[Opening INFORMATION PROVIDED section]
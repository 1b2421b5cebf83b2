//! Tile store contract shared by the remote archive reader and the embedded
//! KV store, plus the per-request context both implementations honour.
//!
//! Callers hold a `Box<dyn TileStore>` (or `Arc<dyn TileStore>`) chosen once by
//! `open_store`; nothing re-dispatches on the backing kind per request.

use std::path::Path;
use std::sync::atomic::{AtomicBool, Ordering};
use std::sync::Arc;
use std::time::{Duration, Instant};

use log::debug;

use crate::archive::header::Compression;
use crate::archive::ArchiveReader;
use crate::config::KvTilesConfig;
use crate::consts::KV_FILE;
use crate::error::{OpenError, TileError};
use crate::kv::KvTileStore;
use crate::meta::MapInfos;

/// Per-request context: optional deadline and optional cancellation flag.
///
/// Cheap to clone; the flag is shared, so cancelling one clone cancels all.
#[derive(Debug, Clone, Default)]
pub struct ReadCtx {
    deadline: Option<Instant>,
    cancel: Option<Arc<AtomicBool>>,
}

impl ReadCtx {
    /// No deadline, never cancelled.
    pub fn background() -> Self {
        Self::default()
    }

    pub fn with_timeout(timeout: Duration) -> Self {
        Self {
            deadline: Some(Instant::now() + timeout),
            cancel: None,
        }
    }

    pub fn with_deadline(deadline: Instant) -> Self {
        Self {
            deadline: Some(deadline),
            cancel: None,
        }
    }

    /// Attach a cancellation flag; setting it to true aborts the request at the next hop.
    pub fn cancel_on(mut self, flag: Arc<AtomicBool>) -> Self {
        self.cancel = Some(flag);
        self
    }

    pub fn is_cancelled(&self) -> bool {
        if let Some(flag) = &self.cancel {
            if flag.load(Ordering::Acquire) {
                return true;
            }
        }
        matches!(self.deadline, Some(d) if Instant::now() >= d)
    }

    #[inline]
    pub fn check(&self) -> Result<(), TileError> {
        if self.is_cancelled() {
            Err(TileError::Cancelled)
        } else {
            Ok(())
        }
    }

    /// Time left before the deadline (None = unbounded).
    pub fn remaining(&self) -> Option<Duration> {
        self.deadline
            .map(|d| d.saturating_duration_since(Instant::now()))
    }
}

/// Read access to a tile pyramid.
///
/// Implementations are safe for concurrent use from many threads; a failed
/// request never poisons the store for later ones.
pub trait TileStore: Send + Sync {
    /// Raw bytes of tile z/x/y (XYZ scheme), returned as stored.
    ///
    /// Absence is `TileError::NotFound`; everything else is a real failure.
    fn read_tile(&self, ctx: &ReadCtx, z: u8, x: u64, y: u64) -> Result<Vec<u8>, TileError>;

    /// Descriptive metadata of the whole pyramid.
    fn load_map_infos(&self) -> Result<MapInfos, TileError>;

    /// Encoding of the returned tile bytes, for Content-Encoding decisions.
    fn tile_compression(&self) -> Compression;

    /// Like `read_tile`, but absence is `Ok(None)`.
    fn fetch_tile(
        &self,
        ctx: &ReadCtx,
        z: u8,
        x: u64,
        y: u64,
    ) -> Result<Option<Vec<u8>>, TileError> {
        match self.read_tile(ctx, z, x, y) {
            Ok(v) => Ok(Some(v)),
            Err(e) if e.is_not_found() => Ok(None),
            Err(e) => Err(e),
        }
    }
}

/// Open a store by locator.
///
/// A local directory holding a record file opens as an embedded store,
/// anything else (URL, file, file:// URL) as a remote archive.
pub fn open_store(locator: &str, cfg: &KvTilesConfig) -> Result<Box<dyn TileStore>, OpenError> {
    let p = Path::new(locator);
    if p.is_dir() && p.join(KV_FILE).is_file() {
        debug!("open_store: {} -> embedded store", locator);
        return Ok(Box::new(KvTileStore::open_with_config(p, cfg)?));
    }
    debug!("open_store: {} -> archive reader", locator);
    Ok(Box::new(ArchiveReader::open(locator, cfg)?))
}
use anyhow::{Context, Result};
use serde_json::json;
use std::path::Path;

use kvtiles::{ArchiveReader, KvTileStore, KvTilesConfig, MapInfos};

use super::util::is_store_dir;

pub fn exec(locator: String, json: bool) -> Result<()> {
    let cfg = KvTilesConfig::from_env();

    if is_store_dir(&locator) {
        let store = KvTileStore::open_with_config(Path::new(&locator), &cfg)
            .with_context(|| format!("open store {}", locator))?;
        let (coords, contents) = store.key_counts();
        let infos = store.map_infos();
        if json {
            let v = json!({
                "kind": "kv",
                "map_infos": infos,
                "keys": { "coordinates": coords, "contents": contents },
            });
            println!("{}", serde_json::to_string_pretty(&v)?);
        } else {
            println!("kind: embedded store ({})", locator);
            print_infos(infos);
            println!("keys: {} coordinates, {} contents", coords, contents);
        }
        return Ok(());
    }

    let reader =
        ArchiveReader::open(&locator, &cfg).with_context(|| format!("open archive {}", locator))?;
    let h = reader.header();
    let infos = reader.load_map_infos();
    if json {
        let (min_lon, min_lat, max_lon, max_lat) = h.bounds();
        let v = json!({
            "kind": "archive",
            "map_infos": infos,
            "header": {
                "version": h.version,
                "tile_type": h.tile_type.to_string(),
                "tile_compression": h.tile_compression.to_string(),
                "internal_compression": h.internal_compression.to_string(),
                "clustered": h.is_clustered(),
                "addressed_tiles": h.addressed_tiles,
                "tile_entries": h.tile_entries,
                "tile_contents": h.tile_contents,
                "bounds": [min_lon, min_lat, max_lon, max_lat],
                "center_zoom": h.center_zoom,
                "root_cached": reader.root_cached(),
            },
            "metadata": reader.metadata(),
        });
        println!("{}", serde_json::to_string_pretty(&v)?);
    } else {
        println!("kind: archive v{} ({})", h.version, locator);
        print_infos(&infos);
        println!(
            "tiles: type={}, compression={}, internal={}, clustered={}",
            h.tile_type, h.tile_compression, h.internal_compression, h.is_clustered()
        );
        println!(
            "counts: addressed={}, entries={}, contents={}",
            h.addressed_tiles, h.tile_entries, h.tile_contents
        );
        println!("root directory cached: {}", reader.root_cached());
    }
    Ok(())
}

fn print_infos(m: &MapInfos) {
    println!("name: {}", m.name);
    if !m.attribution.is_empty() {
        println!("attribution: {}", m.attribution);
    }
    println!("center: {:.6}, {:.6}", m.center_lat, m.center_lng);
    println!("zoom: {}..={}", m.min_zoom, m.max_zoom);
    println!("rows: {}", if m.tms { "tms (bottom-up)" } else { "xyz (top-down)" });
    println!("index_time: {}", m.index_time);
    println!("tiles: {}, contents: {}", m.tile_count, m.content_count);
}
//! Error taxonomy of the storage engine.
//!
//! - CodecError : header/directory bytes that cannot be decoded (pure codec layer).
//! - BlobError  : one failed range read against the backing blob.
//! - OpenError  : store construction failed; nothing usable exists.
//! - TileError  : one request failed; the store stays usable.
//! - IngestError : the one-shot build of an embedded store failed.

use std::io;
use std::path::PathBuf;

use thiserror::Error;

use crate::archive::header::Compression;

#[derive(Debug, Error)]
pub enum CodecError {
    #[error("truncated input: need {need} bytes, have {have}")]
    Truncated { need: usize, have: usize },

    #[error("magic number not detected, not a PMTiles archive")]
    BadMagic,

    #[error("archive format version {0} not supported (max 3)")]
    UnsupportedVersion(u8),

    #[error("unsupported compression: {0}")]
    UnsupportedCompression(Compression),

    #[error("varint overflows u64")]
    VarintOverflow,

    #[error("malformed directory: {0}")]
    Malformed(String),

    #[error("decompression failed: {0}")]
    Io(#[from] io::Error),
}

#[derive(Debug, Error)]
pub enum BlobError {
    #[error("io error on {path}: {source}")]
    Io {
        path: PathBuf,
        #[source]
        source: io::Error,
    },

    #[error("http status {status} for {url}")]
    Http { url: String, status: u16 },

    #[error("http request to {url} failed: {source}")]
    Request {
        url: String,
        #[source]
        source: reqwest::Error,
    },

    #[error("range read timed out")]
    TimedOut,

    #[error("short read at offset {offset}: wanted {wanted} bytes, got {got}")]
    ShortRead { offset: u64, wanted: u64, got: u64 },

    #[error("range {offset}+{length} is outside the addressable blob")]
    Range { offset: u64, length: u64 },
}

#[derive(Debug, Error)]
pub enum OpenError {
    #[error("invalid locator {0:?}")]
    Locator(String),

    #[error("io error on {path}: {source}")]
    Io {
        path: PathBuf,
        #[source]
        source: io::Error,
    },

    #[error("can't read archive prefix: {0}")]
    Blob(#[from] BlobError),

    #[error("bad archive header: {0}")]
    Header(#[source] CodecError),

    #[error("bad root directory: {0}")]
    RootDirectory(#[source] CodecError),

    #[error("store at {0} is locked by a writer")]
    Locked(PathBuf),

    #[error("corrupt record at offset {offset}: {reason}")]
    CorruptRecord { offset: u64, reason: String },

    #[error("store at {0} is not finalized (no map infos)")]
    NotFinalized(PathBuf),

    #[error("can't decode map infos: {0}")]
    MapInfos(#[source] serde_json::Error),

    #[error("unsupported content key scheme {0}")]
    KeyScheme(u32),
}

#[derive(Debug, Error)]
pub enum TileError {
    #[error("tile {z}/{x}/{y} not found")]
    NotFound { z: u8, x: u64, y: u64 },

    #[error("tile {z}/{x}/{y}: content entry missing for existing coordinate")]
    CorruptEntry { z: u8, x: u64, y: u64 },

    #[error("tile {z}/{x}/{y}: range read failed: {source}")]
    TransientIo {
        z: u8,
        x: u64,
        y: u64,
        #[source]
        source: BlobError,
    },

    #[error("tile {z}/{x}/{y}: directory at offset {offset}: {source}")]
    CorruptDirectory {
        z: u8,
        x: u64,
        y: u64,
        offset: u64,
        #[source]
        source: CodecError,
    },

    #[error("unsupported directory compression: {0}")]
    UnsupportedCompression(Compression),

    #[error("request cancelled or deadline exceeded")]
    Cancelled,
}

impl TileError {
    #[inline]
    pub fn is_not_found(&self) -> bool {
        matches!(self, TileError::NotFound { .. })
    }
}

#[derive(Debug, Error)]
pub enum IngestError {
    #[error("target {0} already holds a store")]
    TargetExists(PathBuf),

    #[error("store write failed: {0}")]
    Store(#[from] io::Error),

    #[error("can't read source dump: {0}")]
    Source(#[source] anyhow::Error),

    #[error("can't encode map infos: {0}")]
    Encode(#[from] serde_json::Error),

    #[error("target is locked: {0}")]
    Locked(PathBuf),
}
[Closing INFORMATION PROVIDED section]
[Opening INFORMATION PROVIDED section]
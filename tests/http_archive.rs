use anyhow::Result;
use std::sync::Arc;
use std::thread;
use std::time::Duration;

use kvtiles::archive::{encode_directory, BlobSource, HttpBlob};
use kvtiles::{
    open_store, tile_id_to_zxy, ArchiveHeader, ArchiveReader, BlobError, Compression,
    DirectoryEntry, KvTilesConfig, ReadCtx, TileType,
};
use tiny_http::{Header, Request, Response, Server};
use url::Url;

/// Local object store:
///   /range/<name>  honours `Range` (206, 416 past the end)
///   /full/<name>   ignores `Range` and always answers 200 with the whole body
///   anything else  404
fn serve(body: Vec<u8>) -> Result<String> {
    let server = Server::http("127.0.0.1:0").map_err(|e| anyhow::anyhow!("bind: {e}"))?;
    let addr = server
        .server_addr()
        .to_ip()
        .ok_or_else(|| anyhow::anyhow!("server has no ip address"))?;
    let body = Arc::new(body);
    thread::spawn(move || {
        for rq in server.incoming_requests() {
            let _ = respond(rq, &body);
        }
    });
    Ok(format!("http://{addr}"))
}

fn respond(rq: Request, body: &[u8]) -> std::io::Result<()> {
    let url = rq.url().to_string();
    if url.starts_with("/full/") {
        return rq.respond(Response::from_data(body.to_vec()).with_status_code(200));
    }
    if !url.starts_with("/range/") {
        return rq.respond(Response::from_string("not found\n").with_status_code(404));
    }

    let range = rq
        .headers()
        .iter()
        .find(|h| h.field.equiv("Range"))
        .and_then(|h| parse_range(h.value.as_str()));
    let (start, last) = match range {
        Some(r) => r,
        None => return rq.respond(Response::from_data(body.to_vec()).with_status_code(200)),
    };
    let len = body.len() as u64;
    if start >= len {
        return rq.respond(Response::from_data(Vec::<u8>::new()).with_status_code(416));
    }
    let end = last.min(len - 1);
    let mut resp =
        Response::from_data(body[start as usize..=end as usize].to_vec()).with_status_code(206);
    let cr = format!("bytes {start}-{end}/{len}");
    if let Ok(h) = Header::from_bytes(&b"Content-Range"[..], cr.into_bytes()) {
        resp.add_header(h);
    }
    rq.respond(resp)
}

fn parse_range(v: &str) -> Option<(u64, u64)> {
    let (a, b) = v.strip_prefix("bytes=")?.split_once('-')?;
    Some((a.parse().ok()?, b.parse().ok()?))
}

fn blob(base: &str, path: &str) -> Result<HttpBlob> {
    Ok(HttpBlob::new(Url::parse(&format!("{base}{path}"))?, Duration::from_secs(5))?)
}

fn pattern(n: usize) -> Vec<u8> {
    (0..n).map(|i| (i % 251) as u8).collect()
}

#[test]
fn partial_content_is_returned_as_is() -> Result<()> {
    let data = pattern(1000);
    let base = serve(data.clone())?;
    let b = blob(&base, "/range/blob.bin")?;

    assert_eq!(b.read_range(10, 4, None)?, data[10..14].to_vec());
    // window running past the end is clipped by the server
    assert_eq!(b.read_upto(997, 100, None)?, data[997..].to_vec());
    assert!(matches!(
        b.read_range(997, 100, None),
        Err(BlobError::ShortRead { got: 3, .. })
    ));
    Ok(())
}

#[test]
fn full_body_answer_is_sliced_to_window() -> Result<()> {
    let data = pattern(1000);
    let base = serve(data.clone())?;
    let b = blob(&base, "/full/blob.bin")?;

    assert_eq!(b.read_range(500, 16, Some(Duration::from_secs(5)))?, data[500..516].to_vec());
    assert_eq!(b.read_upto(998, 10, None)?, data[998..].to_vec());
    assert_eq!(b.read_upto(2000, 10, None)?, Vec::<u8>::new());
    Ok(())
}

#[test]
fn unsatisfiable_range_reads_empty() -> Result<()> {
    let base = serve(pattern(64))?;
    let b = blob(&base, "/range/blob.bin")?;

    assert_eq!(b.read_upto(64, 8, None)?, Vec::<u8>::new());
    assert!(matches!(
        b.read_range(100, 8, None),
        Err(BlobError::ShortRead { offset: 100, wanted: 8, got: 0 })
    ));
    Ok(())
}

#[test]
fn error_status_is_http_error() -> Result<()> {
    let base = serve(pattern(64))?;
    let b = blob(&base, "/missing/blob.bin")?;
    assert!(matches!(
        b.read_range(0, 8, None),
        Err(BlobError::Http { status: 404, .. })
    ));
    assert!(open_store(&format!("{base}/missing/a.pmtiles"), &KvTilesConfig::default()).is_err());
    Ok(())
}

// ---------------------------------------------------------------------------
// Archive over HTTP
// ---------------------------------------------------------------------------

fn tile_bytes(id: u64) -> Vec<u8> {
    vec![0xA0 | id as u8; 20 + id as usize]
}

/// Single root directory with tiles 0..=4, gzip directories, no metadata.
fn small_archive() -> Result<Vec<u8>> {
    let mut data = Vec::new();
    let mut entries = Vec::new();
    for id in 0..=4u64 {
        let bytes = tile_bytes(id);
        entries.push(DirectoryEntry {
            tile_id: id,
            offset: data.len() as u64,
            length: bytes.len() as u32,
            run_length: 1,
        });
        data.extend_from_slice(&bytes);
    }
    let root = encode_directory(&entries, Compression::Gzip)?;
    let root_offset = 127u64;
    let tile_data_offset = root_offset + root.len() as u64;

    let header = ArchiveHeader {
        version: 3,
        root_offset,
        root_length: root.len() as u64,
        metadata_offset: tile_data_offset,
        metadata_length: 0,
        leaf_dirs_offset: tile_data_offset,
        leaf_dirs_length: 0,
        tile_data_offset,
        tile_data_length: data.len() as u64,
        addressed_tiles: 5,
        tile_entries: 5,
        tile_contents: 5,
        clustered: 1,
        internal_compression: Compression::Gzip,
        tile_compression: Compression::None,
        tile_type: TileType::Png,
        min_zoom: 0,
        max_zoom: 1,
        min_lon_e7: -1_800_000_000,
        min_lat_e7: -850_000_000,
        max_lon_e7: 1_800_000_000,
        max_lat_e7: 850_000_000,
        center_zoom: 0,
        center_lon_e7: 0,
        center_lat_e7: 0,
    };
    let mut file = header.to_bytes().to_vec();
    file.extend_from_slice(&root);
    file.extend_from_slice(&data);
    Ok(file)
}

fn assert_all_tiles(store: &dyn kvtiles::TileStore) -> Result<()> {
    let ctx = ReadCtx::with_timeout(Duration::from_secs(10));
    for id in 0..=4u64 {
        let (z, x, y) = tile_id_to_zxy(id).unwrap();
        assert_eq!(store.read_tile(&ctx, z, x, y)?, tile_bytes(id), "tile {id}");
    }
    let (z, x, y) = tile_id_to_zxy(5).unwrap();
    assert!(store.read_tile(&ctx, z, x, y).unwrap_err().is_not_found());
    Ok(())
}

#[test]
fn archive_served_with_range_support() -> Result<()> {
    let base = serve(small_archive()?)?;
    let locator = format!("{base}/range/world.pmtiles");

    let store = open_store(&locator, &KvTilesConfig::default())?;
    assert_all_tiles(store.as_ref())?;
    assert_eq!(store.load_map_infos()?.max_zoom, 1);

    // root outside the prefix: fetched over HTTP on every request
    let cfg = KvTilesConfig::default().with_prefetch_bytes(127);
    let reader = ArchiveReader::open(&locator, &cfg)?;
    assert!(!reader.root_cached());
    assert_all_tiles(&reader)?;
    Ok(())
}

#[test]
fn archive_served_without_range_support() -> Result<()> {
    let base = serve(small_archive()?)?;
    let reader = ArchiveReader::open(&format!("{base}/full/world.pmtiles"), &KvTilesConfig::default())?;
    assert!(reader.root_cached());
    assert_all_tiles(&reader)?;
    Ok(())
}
[Closing INFORMATION PROVIDED section]
[Opening INFORMATION PROVIDED section]
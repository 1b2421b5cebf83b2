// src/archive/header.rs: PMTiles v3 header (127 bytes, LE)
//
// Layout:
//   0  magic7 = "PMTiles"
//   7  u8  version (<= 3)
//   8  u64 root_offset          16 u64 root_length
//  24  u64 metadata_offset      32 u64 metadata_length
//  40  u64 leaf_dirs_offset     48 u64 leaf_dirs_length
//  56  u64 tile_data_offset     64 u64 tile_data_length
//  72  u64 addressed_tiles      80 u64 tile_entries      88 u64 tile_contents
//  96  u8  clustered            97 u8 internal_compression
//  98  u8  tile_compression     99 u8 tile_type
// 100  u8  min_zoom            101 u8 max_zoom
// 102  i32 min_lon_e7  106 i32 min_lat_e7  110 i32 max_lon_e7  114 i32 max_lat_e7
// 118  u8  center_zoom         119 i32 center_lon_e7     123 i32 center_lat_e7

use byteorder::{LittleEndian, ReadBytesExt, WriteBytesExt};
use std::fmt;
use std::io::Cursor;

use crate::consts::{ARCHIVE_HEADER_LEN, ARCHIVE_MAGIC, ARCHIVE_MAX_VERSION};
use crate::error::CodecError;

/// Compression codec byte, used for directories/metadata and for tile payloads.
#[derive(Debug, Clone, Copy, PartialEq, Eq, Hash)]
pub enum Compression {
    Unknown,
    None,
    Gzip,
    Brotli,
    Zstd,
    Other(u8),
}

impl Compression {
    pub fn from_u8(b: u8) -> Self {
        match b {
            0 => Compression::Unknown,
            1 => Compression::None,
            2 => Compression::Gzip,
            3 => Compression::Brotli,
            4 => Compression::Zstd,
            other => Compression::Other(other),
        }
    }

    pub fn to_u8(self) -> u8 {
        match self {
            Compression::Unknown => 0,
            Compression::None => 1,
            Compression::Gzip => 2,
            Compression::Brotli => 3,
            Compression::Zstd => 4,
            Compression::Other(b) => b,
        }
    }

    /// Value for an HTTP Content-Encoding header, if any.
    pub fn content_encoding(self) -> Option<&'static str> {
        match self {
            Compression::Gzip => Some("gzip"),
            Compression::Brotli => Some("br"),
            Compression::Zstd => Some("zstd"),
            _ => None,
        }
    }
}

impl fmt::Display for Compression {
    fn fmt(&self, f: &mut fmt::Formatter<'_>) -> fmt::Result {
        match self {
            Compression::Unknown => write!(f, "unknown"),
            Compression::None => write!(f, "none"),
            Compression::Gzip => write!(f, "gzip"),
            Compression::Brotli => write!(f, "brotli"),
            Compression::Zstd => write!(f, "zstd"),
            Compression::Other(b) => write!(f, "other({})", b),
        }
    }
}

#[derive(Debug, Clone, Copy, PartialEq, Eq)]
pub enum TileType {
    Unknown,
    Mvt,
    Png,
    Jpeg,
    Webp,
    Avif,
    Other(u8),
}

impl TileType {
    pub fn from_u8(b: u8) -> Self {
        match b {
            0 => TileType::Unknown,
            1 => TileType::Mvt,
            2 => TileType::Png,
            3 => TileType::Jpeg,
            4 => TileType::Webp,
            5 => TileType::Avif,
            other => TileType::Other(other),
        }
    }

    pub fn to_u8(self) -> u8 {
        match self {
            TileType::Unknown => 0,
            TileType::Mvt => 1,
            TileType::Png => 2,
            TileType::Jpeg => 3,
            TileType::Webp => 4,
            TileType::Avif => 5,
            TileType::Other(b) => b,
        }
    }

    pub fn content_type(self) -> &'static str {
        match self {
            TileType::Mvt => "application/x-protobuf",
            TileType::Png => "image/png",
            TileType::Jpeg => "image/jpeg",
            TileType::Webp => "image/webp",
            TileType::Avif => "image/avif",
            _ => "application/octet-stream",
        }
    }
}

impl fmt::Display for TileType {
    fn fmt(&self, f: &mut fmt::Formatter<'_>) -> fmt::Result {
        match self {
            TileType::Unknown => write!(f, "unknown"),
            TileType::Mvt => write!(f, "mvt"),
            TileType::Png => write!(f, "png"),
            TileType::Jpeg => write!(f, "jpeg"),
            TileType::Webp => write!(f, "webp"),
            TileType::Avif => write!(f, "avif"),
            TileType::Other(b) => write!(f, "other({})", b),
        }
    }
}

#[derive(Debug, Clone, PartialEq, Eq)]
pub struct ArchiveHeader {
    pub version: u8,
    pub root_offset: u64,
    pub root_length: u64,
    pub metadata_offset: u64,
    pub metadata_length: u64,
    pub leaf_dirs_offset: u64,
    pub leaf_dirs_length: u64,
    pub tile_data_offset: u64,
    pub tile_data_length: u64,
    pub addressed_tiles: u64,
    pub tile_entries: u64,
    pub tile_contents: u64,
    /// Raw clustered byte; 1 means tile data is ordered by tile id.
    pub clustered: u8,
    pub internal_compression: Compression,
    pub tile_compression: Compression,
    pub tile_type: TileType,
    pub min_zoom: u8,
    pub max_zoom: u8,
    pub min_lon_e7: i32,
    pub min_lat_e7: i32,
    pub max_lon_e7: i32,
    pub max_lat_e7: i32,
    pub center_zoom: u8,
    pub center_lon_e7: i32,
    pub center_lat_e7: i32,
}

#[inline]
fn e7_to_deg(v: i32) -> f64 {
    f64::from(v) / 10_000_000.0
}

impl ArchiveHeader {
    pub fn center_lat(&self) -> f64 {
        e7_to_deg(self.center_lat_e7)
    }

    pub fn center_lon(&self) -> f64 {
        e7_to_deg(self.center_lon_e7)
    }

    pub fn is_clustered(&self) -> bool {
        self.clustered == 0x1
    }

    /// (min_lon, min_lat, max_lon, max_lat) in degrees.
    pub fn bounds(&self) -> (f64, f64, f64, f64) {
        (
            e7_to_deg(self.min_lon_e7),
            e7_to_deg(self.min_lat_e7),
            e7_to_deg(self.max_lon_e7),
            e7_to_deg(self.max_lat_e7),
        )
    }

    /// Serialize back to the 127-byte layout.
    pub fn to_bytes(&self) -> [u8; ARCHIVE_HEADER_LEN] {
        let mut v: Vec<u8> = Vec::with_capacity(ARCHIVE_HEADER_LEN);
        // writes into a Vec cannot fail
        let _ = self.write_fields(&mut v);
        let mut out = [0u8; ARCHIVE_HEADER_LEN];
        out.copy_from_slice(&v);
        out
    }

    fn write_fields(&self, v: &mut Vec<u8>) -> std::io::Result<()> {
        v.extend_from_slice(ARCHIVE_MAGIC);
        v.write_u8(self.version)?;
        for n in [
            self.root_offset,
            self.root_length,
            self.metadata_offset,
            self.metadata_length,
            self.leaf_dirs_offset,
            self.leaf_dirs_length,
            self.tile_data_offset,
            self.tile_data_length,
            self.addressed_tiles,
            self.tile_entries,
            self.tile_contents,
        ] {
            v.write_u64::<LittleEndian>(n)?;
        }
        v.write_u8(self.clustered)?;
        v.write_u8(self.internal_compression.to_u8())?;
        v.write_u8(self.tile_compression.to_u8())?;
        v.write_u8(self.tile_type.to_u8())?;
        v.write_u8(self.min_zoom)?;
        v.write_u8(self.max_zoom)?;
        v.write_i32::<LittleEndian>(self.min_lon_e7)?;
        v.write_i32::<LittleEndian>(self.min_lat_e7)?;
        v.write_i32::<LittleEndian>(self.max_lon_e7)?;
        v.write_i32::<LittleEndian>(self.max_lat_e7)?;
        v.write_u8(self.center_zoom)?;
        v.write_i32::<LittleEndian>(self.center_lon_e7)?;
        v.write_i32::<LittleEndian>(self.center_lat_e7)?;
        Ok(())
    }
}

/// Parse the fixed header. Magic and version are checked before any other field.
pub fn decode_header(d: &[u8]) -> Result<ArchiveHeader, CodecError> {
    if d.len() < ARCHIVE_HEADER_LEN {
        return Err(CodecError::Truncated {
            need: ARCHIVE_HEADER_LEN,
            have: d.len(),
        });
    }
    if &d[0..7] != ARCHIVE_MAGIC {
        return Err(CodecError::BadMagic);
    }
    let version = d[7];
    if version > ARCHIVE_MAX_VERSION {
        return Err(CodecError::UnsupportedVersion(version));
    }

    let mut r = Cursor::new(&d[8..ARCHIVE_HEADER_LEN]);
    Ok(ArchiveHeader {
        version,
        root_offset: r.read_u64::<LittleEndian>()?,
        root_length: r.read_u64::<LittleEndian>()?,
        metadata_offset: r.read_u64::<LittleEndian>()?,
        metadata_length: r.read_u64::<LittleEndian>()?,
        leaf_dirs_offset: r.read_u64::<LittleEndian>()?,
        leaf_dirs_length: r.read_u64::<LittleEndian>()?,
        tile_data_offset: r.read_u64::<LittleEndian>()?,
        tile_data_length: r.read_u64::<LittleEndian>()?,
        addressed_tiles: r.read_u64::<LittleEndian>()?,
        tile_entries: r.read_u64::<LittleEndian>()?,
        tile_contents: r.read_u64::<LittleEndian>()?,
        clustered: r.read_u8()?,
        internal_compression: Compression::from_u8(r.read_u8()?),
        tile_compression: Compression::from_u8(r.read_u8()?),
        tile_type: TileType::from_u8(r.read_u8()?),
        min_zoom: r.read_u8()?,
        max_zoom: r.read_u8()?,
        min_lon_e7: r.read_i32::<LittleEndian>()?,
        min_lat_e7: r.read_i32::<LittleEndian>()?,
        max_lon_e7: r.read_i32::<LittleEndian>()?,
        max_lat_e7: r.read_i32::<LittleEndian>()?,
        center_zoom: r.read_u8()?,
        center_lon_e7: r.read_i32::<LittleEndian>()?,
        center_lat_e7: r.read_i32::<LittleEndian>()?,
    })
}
[Closing INFORMATION PROVIDED section]
Show all lines above holding "coordinates".

                "keys": { "coordinates": coords, "contents": contents },
            println!("keys: {} coordinates, {} contents", coords, contents);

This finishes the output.